### YOUR OBJECTIVE
Starting at the line with "let _log_guard = configure_logging();", retype each line exactly up to and including the final line of the records below.

### ENTRIES PROVIDED
════════════════════

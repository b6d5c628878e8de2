//! Signal and field expression tables (spec.md §4.6, §4.7).
//!
//! Expression ids index dense tables owned by the [`crate::schedule::CompiledProgram`].
//! The graphs these ids describe are acyclic by construction (guaranteed
//! upstream by the compiler); the evaluator in `core-eval` relies on that to
//! terminate without a visited-set.

use crate::const_pool::ConstId;
use crate::slot::SlotId;
use crate::state_layout::StableKey;

#[derive(Debug, Clone, Copy, PartialEq, Eq, Hash, PartialOrd, Ord)]
pub struct SignalExprId(pub u32);

#[derive(Debug, Clone, Copy, PartialEq, Eq, Hash, PartialOrd, Ord)]
pub struct FieldExprId(pub u32);

#[derive(Debug, Clone, Copy, PartialEq, Eq, Hash, PartialOrd, Ord)]
pub struct EventExprId(pub u32);

#[derive(Debug, Clone, Copy, PartialEq, Eq)]
pub enum TimeSource {
    TAbsMs,
    TModelMs,
    Phase01,
    Progress01,
}

#[derive(Debug, Clone, Copy, PartialEq, Eq)]
pub enum ArithOp {
    Add,
    Sub,
    Mul,
    Div,
    Mod,
}

#[derive(Debug, Clone, Copy, PartialEq, Eq)]
pub enum UnaryOp {
    Neg,
    Abs,
    Sqrt,
    Floor,
    Ceil,
    Round,
}

#[derive(Debug, Clone, Copy, PartialEq, Eq)]
pub enum CompareOp {
    Lt,
    Le,
    Gt,
    Ge,
    Eq,
    Ne,
}

#[derive(Debug, Clone, Copy, PartialEq, Eq)]
pub enum TrigOp {
    Sin,
    Cos,
    Tan,
    Asin,
    Acos,
    Atan,
}

#[derive(Debug, Clone, Copy, PartialEq, Eq)]
pub enum EasingKind {
    Linear,
    InQuad,
    OutQuad,
    InOutQuad,
    InCubic,
    OutCubic,
    InOutCubic,
}

/// One node of the acyclic signal expression graph. Evaluation semantics for
/// every variant live in `core-eval::signal` (spec.md §4.6 step 2 dispatch).
#[derive(Debug, Clone, PartialEq)]
pub enum SignalExpr {
    Const(ConstId),
    Time(TimeSource),
    SlotRead(SlotId),
    Arith(ArithOp, SignalExprId, SignalExprId),
    Unary(UnaryOp, SignalExprId),
    Compare(CompareOp, SignalExprId, SignalExprId),
    Trig(TrigOp, SignalExprId),
    /// `clamp(x, min, max)`.
    Clamp {
        x: SignalExprId,
        min: SignalExprId,
        max: SignalExprId,
    },
    Lerp {
        a: SignalExprId,
        b: SignalExprId,
        t: SignalExprId,
    },
    Smoothstep {
        edge0: SignalExprId,
        edge1: SignalExprId,
        x: SignalExprId,
    },
    /// Quantization step count `<= 0` is normalized to `1` (spec.md §4.6).
    Quantize {
        x: SignalExprId,
        steps: SignalExprId,
    },
    Easing {
        kind: EasingKind,
        t: SignalExprId,
    },
}

/// Transform applied to an existing field to derive a new one
/// (spec.md §4.7 "transform of another field").
#[derive(Debug, Clone, Copy, PartialEq, Eq)]
pub enum FieldTransformOp {
    Negate,
    Invert,
}

/// How a field's per-element values are produced before lenses are applied
/// (spec.md §4.7).
#[derive(Debug, Clone, PartialEq)]
pub enum FieldRecipe {
    Const(ConstId),
    BroadcastSignal(SignalExprId),
    /// Per-element pseudo-random value seeded by `(seed, elementIndex)`.
    RandomSeeded { seed: u64 },
    Transform {
        base: FieldExprId,
        op: FieldTransformOp,
    },
    /// Lookup by a compiler-assigned source tag (e.g. a named attribute
    /// stream attached to the domain).
    SourceTag(String),
}

/// A per-listener transformation applied when a field is consumed
/// (spec.md Glossary "Lens").
#[derive(Debug, Clone, PartialEq)]
pub enum Lens {
    Ease(EasingKind),
    /// Exponential approach toward the target value; `rate` is per-ms decay.
    /// Maintains its own persistent micro-state (previous value, previous
    /// time, one pair per domain element) in the State Buffer, addressed by
    /// `state_key` (spec.md §4.7).
    Slew {
        rate: SignalExprId,
        state_key: StableKey,
    },
    Quantize { steps: SignalExprId },
    Scale { factor: SignalExprId },
    Warp { amount: SignalExprId },
    Clamp { min: SignalExprId, max: SignalExprId },
    Deadzone { threshold: SignalExprId },
    MapRange {
        in_min: SignalExprId,
        in_max: SignalExprId,
        out_min: SignalExprId,
        out_max: SignalExprId,
    },
    Polarity,
    Broadcast,
    PerElementOffset { offset: SignalExprId },
}

/// One node of the field expression table.
#[derive(Debug, Clone, PartialEq)]
pub struct FieldExpr {
    pub id: FieldExprId,
    /// Slot holding the domain element count `N`.
    pub domain_slot: SlotId,
    pub recipe: FieldRecipe,
    pub lenses: Vec<Lens>,
}

/// Minimal discrete-event predicate table entry. The wrap event is triggered
/// directly by the Time Resolver (spec.md §4.5); other events may be
/// declared by the compiler as rising-edge detectors over a signal.
#[derive(Debug, Clone, PartialEq)]
pub enum EventExpr {
    RisingEdge {
        signal: SignalExprId,
        threshold: SignalExprId,
    },
}
//! Persistent runtime storage: the Value Store (per-frame slots) and the
//! State Buffer (cross-frame cells) — spec.md §4.1, §4.2.
//!
//! Time continuity (`TimeState`) is a plain data type owned by `core-model`;
//! this crate re-exports it alongside the two storage engines so callers
//! assembling a full runtime state only need one `use core_state::*;`.

pub mod state_buffer;
pub mod value_store;

pub use core_model::TimeState;
pub use state_buffer::StateBuffer;
pub use value_store::ValueStore;
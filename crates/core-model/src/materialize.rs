//! Element formats and path command encoding for the materialize pipeline
//! (spec.md §4.7, §4.9).

use crate::expr::FieldExprId;
use crate::slot::SlotId;

#[derive(Debug, Clone, Copy, PartialEq, Eq, Hash)]
pub enum ElementType {
    U8,
    U16,
    I32,
    F32,
}

#[derive(Debug, Clone, Copy, PartialEq, Eq, Hash)]
pub struct BufferFormat {
    pub components: u8,
    pub element_type: ElementType,
}

impl BufferFormat {
    pub const fn new(components: u8, element_type: ElementType) -> Self {
        Self {
            components,
            element_type,
        }
    }
}

/// Key into the Frame Cache's per-frame buffer map
/// (spec.md §4.4: `(fieldExprId, domainSlot, format)`).
#[derive(Debug, Clone, Copy, PartialEq, Eq, Hash)]
pub struct BufferKey {
    pub field_expr: FieldExprId,
    pub domain_slot: SlotId,
    pub format: BufferFormat,
}

/// Path drawing commands, encoded as `u16` opcodes in the path command
/// buffer (spec.md §4.9).
#[derive(Debug, Clone, Copy, PartialEq, Eq)]
#[repr(u16)]
pub enum PathCommand {
    MoveTo = 0,
    LineTo = 1,
    QuadTo = 2,
    CubicTo = 3,
    Close = 4,
}

impl PathCommand {
    pub fn param_count(self) -> usize {
        match self {
            PathCommand::MoveTo | PathCommand::LineTo => 2,
            PathCommand::QuadTo => 4,
            PathCommand::CubicTo => 6,
            PathCommand::Close => 0,
        }
    }

    pub fn from_u16(v: u16) -> Option<Self> {
        match v {
            0 => Some(PathCommand::MoveTo),
            1 => Some(PathCommand::LineTo),
            2 => Some(PathCommand::QuadTo),
            3 => Some(PathCommand::CubicTo),
            4 => Some(PathCommand::Close),
            _ => None,
        }
    }
}

#[derive(Debug, Clone, Copy, PartialEq, Eq)]
pub enum CullMode {
    None,
    Frustum,
}

#[derive(Debug, Clone, Copy, PartialEq, Eq)]
pub enum ClipMode {
    Discard,
    Clamp,
}
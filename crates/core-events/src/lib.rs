//! Event Store: per-frame, one-shot discrete event triggers
//! (spec.md §3 "Event", §4.3).
//!
//! Events are kept out of the Value Store deliberately: they are discrete,
//! not continuous, and storing them as ordinary slot values would let a
//! consumer read a stale trigger from a prior frame as if it just fired.
//! `reset()` runs once at the very start of every frame, before any step.

use std::collections::HashMap;

use core_model::{SlotId, WrapPayload};

/// Payload carried by a triggered event. The wrap event always carries
/// `Wrap`; other compiler-declared events may carry their own shape or
/// nothing at all.
#[derive(Debug, Clone, PartialEq)]
pub enum EventPayload {
    Wrap(WrapPayload),
    RisingEdge { value: f64 },
    /// Union of several publishers' payloads on one frame, produced by an
    /// event bus in `merge` mode (spec.md §4.8). Order is publisher sortKey
    /// order, matching the "stably re-sorted" combine rule.
    Merged(Vec<EventPayload>),
    None,
}

#[derive(Debug, Default)]
pub struct EventStore {
    /// Slots triggered this frame, with the event's `(time, payload)`
    /// (spec.md §3: "a publisher's slot holds a time-sorted list of
    /// `(time, payload)`"). Multiple triggers to the same slot within a
    /// frame overwrite the entry — last trigger wins within the frame
    /// (spec.md §4.3) — so the list this runtime actually keeps is reduced
    /// to at most one entry per slot per frame, not the full history; a bus
    /// merge still needs the per-entry `time` to sort by (P9).
    triggered: HashMap<SlotId, (f64, EventPayload)>,
}

impl EventStore {
    pub fn new() -> Self {
        Self::default()
    }

    pub fn trigger(&mut self, slot: SlotId, time: f64, payload: EventPayload) {
        tracing::trace!(target: "events.store", ?slot, time, "trigger");
        self.triggered.insert(slot, (time, payload));
    }

    pub fn check(&self, slot: SlotId) -> bool {
        self.triggered.contains_key(&slot)
    }

    pub fn payload(&self, slot: SlotId) -> Option<&EventPayload> {
        self.triggered.get(&slot).map(|(_, p)| p)
    }

    pub fn time(&self, slot: SlotId) -> Option<f64> {
        self.triggered.get(&slot).map(|(t, _)| *t)
    }

    /// Return the payload iff the slot was triggered this frame, without
    /// removing it (events within a frame are read-many, reset at the next
    /// frame boundary — not consumed-once within the frame).
    pub fn consume(&self, slot: SlotId) -> Option<&EventPayload> {
        self.triggered.get(&slot).map(|(_, p)| p)
    }

    pub fn has_any(&self) -> bool {
        !self.triggered.is_empty()
    }

    pub fn triggered_slots(&self) -> Vec<SlotId> {
        self.triggered.keys().copied().collect()
    }

    /// Clear all triggers. Invoked at the start of every frame, before any
    /// scheduled step runs.
    pub fn reset(&mut self) {
        self.triggered.clear();
    }
}
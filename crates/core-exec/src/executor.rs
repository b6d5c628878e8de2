//! Schedule Executor (spec.md §4.10): the seven-step `execute_frame` loop
//! that advances one frame, dispatching every compiled step in order.

use std::sync::Arc;

use core_eval::{combine_event_bus, combine_signal_bus, eval_node, eval_signal};
use core_field::{
    assemble_render_frame, materialize_color, materialize_instances, materialize_path,
    project_3d_to_2d, AttributeStreams, FieldContext,
};
use core_hotswap::RuntimeState;
use core_model::{
    Camera, Mat4, Pass, PlaybackMode, ProbeTarget, RenderFrame, RuntimeFault, SlotId, StepId,
    StepKind, Value,
};

use crate::debug_probe::ProbeStore;
use crate::time_resolver;

/// Reserved step id used when writing the outputs of time resolution, which
/// is not itself a scheduled step with a compiler-assigned id.
const TIME_STEP: StepId = StepId(u32::MAX - 1);

fn write_f64(
    runtime: &mut RuntimeState,
    step: StepId,
    slot: SlotId,
    v: f64,
) -> Result<(), RuntimeFault> {
    runtime.value_store.write(step, slot, Value::F64(v))
}

/// Advance the runtime by one frame and produce the frame's `RenderFrame`
/// (spec.md §4.10). `attributes` carries any named per-element source
/// streams a `FieldRecipe::SourceTag` may reference; `probes` accumulates
/// this frame's debug-probe readings and is never part of hot-swap's
/// preserved state.
pub fn execute_frame(
    program: &core_model::CompiledProgram,
    runtime: &mut RuntimeState,
    probes: &mut ProbeStore,
    attributes: &AttributeStreams,
    t_abs_ms: f64,
    mode: PlaybackMode,
) -> Result<RenderFrame, RuntimeFault> {
    // Step 1: advance the Frame Cache.
    runtime.cache.new_frame();
    // Step 2: reset the Event Store.
    runtime.event_store.reset();
    // Step 3: reset the Value Store's per-frame write tracker.
    runtime.value_store.clear_frame();

    // Step 4: write tAbsMs and invoke the Time Resolver.
    write_f64(runtime, TIME_STEP, program.t_abs_slot, t_abs_ms)?;
    let resolution = time_resolver::resolve(&program.time_model, &mut runtime.time_state, t_abs_ms, mode);
    write_f64(runtime, TIME_STEP, program.t_model_slot, resolution.t_model_ms)?;
    if let (Some(slot), Some(phase)) = (program.phase_slot, resolution.phase01) {
        write_f64(runtime, TIME_STEP, slot, phase)?;
    }
    if let (Some(slot), Some(progress)) = (program.progress_slot, resolution.progress01) {
        write_f64(runtime, TIME_STEP, slot, progress)?;
    }
    if let (Some(slot), Some(wrap)) = (program.wrap_event_slot, resolution.wrap) {
        runtime
            .event_store
            .trigger(slot, t_abs_ms, core_events::EventPayload::Wrap(wrap));
    }
    let dt_ms = runtime.time_state.last_delta_ms;

    // Step 5: dispatch every scheduled step in compiled order.
    for step in &program.schedule.steps {
        dispatch_step(program, runtime, probes, attributes, &resolution, dt_ms, step)?;
    }

    // Step 6: read the primary output slot.
    let out = runtime
        .value_store
        .read(TIME_STEP, program.output.primary_output_slot)?;
    let frame = out
        .as_object()
        .and_then(|a| a.downcast_ref::<RenderFrame>())
        .cloned()
        .ok_or(RuntimeFault::MissingSlotMeta {
            step: TIME_STEP,
            slot: program.output.primary_output_slot,
        })?;

    // Step 7: advance the outer frame counter.
    runtime.frame_id += 1;

    Ok(frame)
}

fn dispatch_step(
    program: &core_model::CompiledProgram,
    runtime: &mut RuntimeState,
    probes: &mut ProbeStore,
    attributes: &AttributeStreams,
    resolution: &core_model::TimeResolution,
    dt_ms: f64,
    step: &core_model::Step,
) -> Result<(), RuntimeFault> {
    let id = step.id;
    match &step.kind {
        // Already applied as part of the preamble in step 4; a compiler
        // that still emits a distinct step for it is a no-op here.
        StepKind::TimeDerive => {}

        StepKind::SignalEval { outputs } => {
            for (sig_id, slot) in outputs {
                let v = eval_signal(
                    program,
                    &mut runtime.cache,
                    &runtime.value_store,
                    resolution,
                    id,
                    *sig_id,
                )?;
                runtime.value_store.write(id, *slot, Value::F64(v))?;
            }
        }

        StepKind::NodeEval { opcode, inputs, outputs } => {
            eval_node(
                &mut runtime.value_store,
                &mut runtime.state_buffer,
                id,
                opcode,
                inputs,
                outputs,
                dt_ms,
            )?;
        }

        StepKind::BusEval(spec) => {
            let v = combine_signal_bus(&runtime.value_store, id, spec, |cid| {
                program.const_pool.resolve_f64(cid).unwrap_or(0.0)
            })?;
            runtime.value_store.write(id, spec.out_slot, Value::F64(v))?;
        }

        StepKind::EventBusEval(spec) => {
            if let Some(payload) = combine_event_bus(&runtime.event_store, spec) {
                runtime.event_store.trigger(spec.out_slot, resolution.t_abs_ms, payload);
            }
        }

        StepKind::Materialize(spec) => {
            let ctx = field_ctx(program, &runtime.value_store, resolution, attributes, id);
            let batch = materialize_instances(&ctx, &mut runtime.cache, &mut runtime.state_buffer, dt_ms, spec)?;
            let pass = Arc::new(Pass::Instances2D(batch)) as Arc<dyn std::any::Any + Send + Sync>;
            runtime.value_store.write(id, spec.out_slot, Value::Object(pass))?;
        }

        StepKind::MaterializeColor(spec) => {
            let ctx = field_ctx(program, &runtime.value_store, resolution, attributes, id);
            let color = materialize_color(&ctx, &mut runtime.cache, &mut runtime.state_buffer, dt_ms, spec)?;
            let boxed = Arc::new(color) as Arc<dyn std::any::Any + Send + Sync>;
            runtime.value_store.write(id, spec.out_slot, Value::Object(boxed))?;
        }

        StepKind::MaterializePath(spec) => {
            let ctx = field_ctx(program, &runtime.value_store, resolution, attributes, id);
            let batch = materialize_path(&ctx, &mut runtime.cache, &mut runtime.state_buffer, dt_ms, id, spec)?;
            let pass = Arc::new(Pass::Paths2D(batch)) as Arc<dyn std::any::Any + Send + Sync>;
            runtime.value_store.write(id, spec.out_slot, Value::Object(pass))?;
        }

        StepKind::MaterializeTestGeometry { domain_slot, out_slot } => {
            let batch = materialize_test_geometry(&runtime.value_store, id, *domain_slot)?;
            let pass = Arc::new(Pass::Instances2D(batch)) as Arc<dyn std::any::Any + Send + Sync>;
            runtime.value_store.write(id, *out_slot, Value::Object(pass))?;
        }

        StepKind::Project3DTo2D(cfg) => {
            let ctx = field_ctx(program, &runtime.value_store, resolution, attributes, id);
            let (batch, counters) =
                project_3d_to_2d(&ctx, &mut runtime.cache, &mut runtime.state_buffer, dt_ms, id, cfg)?;
            tracing::trace!(
                target: "exec.project",
                step = id.0,
                non_finite = counters.non_finite,
                culled = counters.culled,
                "projected"
            );
            let pass = Arc::new(Pass::Instances2D(batch)) as Arc<dyn std::any::Any + Send + Sync>;
            runtime.value_store.write(id, cfg.out_slot, Value::Object(pass))?;
        }

        // No camera table exists on the compiled program contract this
        // core consumes, so CameraEval writes a fixed identity camera.
        // Documented as a deliberate scope decision (DESIGN.md) rather
        // than an oversight: spec.md treats the 3D path as optional and
        // doesn't specify camera authoring, only that a camera handle
        // reaches Project3DTo2D.
        StepKind::CameraEval { out_slot } => {
            let camera = Arc::new(Camera { view_projection: Mat4::IDENTITY }) as Arc<dyn std::any::Any + Send + Sync>;
            runtime.value_store.write(id, *out_slot, Value::Object(camera))?;
        }

        // As above: no mesh table exists, so MeshMaterialize passes its
        // input handle through unchanged rather than performing any real
        // per-vertex transform.
        StepKind::MeshMaterialize { mesh_slot, out_slot } => {
            let mesh = runtime.value_store.read(id, *mesh_slot)?;
            runtime.value_store.write(id, *out_slot, mesh)?;
        }

        StepKind::RenderAssemble(spec) => {
            let frame = assemble_render_frame(program, &runtime.value_store, id, spec)?;
            let boxed = Arc::new(frame) as Arc<dyn std::any::Any + Send + Sync>;
            runtime.value_store.write(id, spec.out_slot, Value::Object(boxed))?;
        }

        StepKind::DebugProbe(spec) => {
            let current = match spec.target {
                ProbeTarget::Slot(slot) => runtime.value_store.read(id, slot)?.as_f64().unwrap_or(0.0),
                ProbeTarget::Signal(sig_id) => eval_signal(
                    program,
                    &mut runtime.cache,
                    &runtime.value_store,
                    resolution,
                    id,
                    sig_id,
                )?,
            };
            probes.record(spec, current);
        }
    }
    Ok(())
}

fn field_ctx<'a>(
    program: &'a core_model::CompiledProgram,
    value_store: &'a core_state::ValueStore,
    resolution: &'a core_model::TimeResolution,
    attributes: &'a AttributeStreams,
    step: StepId,
) -> FieldContext<'a> {
    FieldContext {
        program,
        value_store,
        time: resolution,
        attributes,
        step,
    }
}

/// Built-in placeholder domain used by `MaterializeTestGeometry`: `N`
/// points evenly spaced around a unit circle, opaque white, unit size. A
/// debugging affordance for exercising the render pipeline without a
/// compiled field graph, not a field-driven materializer.
fn materialize_test_geometry(
    value_store: &core_state::ValueStore,
    step: StepId,
    domain_slot: SlotId,
) -> Result<core_model::InstanceBatch2D, RuntimeFault> {
    let n = value_store
        .read(step, domain_slot)?
        .as_f64()
        .unwrap_or(0.0)
        .max(0.0)
        .round() as usize;
    let mut batch = core_model::InstanceBatch2D::default();
    for i in 0..n {
        let theta = (i as f32 / n.max(1) as f32) * std::f32::consts::TAU;
        batch.x.push(theta.cos());
        batch.y.push(theta.sin());
        batch.r.push(255);
        batch.g.push(255);
        batch.b.push(255);
        batch.a.push(255);
        batch.size.push(1.0);
    }
    Ok(batch)
}
//! `animrt` entrypoint: loads host configuration, builds an in-process demo
//! program, and drives the Runtime Adapter one frame at a time, printing a
//! summary of each `RenderFrame` (spec.md §6).

use std::collections::HashMap;
use std::path::{Path, PathBuf};

use anyhow::Result;
use clap::Parser;
use tracing_appender::non_blocking::WorkerGuard;

use core_exec::{RuntimeAdapter, RuntimeCtx, Viewport};
use core_model::{
    AssembleSpec, ClearSpec, CompiledProgram, ConstPool, CyclicMode, DebugMetadata, Domain,
    OutputSpec, ProbeMode, ProbeSpec, ProbeTarget, Schedule, SignalExpr, SignalExprId, SlotId,
    SlotMeta, StorageClass, Step, StepId, StepKind, TimeModel, TimeSource, TrigOp, Value, World,
};

/// CLI arguments.
#[derive(Parser, Debug)]
#[command(name = "animrt", version, about = "Dataflow animation runtime core demo host")]
struct Args {
    /// Optional host configuration file (defaults to `./animrt.toml` if present).
    #[arg(long = "config")]
    config: Option<PathBuf>,
    /// Number of frames to run.
    #[arg(long, default_value_t = 120)]
    frames: u32,
    /// Fixed per-frame delta, in milliseconds.
    #[arg(long = "dt-ms", default_value_t = 16.666)]
    dt_ms: f64,
}

fn configure_logging() -> Option<WorkerGuard> {
    let log_dir = Path::new(".");
    let log_path = log_dir.join("animrt.log");
    if log_path.exists() {
        let _ = std::fs::remove_file(&log_path);
    }
    let file_appender = tracing_appender::rolling::never(log_dir, "animrt.log");
    let (nb_writer, guard) = tracing_appender::non_blocking(file_appender);
    match tracing_subscriber::fmt()
        .with_env_filter(tracing_subscriber::EnvFilter::from_default_env())
        .with_writer(nb_writer)
        .try_init()
    {
        Ok(_) => Some(guard),
        Err(_) => None,
    }
}

/// A small built-in program: a 3-second looping clock drives a sine signal
/// (sampled through a debug probe) and a fixed-count ring of test geometry
/// assembled into a single-pass `RenderFrame`. Exists to exercise the
/// Schedule Executor end to end without depending on a compiler.
fn demo_program() -> CompiledProgram {
    let t_abs = SlotId(0);
    let t_model = SlotId(1);
    let phase = SlotId(2);
    let domain_count = SlotId(3);
    let sin_slot = SlotId(4);
    let pass = SlotId(5);
    let out = SlotId(6);

    let slots = vec![
        SlotMeta::new(t_abs, StorageClass::F64, 0, World::Special, Domain::Float),
        SlotMeta::new(t_model, StorageClass::F64, 1, World::Special, Domain::Float),
        SlotMeta::new(phase, StorageClass::F64, 2, World::Special, Domain::Phase01),
        SlotMeta::new(domain_count, StorageClass::I32, 0, World::Scalar, Domain::Int),
        SlotMeta::new(sin_slot, StorageClass::F64, 3, World::Signal, Domain::Float),
        SlotMeta::new(pass, StorageClass::Object, 0, World::Special, Domain::RenderTree),
        SlotMeta::new(out, StorageClass::Object, 1, World::Special, Domain::RenderTree),
    ];

    let mut const_pool = ConstPool::new();
    let clear_rgba = const_pool.push_f64(0x102030FFu32 as f64);

    let mut initial_slot_values = HashMap::new();
    initial_slot_values.insert(domain_count, Value::I32(24));

    // signal_table[0] = tModelMs; signal_table[1] = sin(tModelMs).
    let signal_table = vec![
        SignalExpr::Time(TimeSource::TModelMs),
        SignalExpr::Trig(TrigOp::Sin, SignalExprId(0)),
    ];
    let sin_signal = SignalExprId(1);

    let schedule = Schedule {
        steps: vec![
            Step {
                id: StepId(0),
                kind: StepKind::SignalEval {
                    outputs: vec![(sin_signal, sin_slot)],
                },
            },
            Step {
                id: StepId(1),
                kind: StepKind::DebugProbe(ProbeSpec {
                    name: "sin_wave".into(),
                    target: ProbeTarget::Signal(sin_signal),
                    mode: ProbeMode::Value,
                }),
            },
            Step {
                id: StepId(2),
                kind: StepKind::MaterializeTestGeometry {
                    domain_slot: domain_count,
                    out_slot: pass,
                },
            },
            Step {
                id: StepId(3),
                kind: StepKind::RenderAssemble(AssembleSpec {
                    pass_slots: vec![pass],
                    clear: ClearSpec::ColorConst(clear_rgba),
                    out_slot: out,
                }),
            },
        ],
    };

    CompiledProgram {
        time_model: TimeModel::Cyclic { period_ms: 3000.0, mode: CyclicMode::Loop },
        slots,
        state_layout: Default::default(),
        const_pool,
        signal_table,
        field_table: vec![],
        event_table: vec![],
        schedule,
        initial_slot_values,
        output: OutputSpec { primary_output_slot: out },
        debug: DebugMetadata::default(),
        t_abs_slot: t_abs,
        t_model_slot: t_model,
        phase_slot: Some(phase),
        progress_slot: None,
        wrap_event_slot: None,
    }
}

fn main() -> Result<()> {
    let _log_guard = configure_logging();
    let args = Args::parse();

    let host_config = core_config::load_from(args.config.clone())?;
    tracing::info!(
        target: "runtime",
        w = host_config.viewport.w,
        h = host_config.viewport.h,
        dpr = host_config.viewport.dpr,
        frames = args.frames,
        "startup"
    );

    let program = demo_program();
    core_config::validate_program(&program)?;

    let mut adapter = RuntimeAdapter::new(program)?;
    let ctx = RuntimeCtx {
        viewport: Viewport {
            w: host_config.viewport.w,
            h: host_config.viewport.h,
            dpr: host_config.viewport.dpr,
        },
        mode: core_model::PlaybackMode::Playback,
    };

    let mut t_abs_ms = 0.0;
    for frame_idx in 0..args.frames {
        let frame = adapter.signal(t_abs_ms, ctx)?;
        let sin = adapter.probe("sin_wave");
        tracing::info!(
            target: "runtime.frame",
            frame_idx,
            t_abs_ms,
            passes = frame.passes.len(),
            sin = ?sin,
            "frame"
        );
        t_abs_ms += args.dt_ms;
    }

    tracing::info!(target: "runtime", "shutdown");
    Ok(())
}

════════════════════

### EXERCISE OUTPUT
    let _log_guard = configure_logging();
    let args = Args::parse();

    let host_config = core_config::load_from(args.config.clone())?;
    tracing::info!(
        target: "runtime",
        w = host_config.viewport.w,
        h = host_config.viewport.h,
        dpr = host_config.viewport.dpr,
        frames = args.frames,
        "startup"
    );

    let program = demo_program();
    core_config::validate_program(&program)?;

    let mut adapter = RuntimeAdapter::new(program)?;
    let ctx = RuntimeCtx {
        viewport: Viewport {
            w: host_config.viewport.w,
            h: host_config.viewport.h,
            dpr: host_config.viewport.dpr,
        },
        mode: core_model::PlaybackMode::Playback,
    };

    let mut t_abs_ms = 0.0;
    for frame_idx in 0..args.frames {
        let frame = adapter.signal(t_abs_ms, ctx)?;
        let sin = adapter.probe("sin_wave");
        tracing::info!(
            target: "runtime.frame",
            frame_idx,
            t_abs_ms,
            passes = frame.passes.len(),
            sin = ?sin,
            "frame"
        );
        t_abs_ms += args.dt_ms;
    }

    tracing::info!(target: "runtime", "shutdown");
    Ok(())
}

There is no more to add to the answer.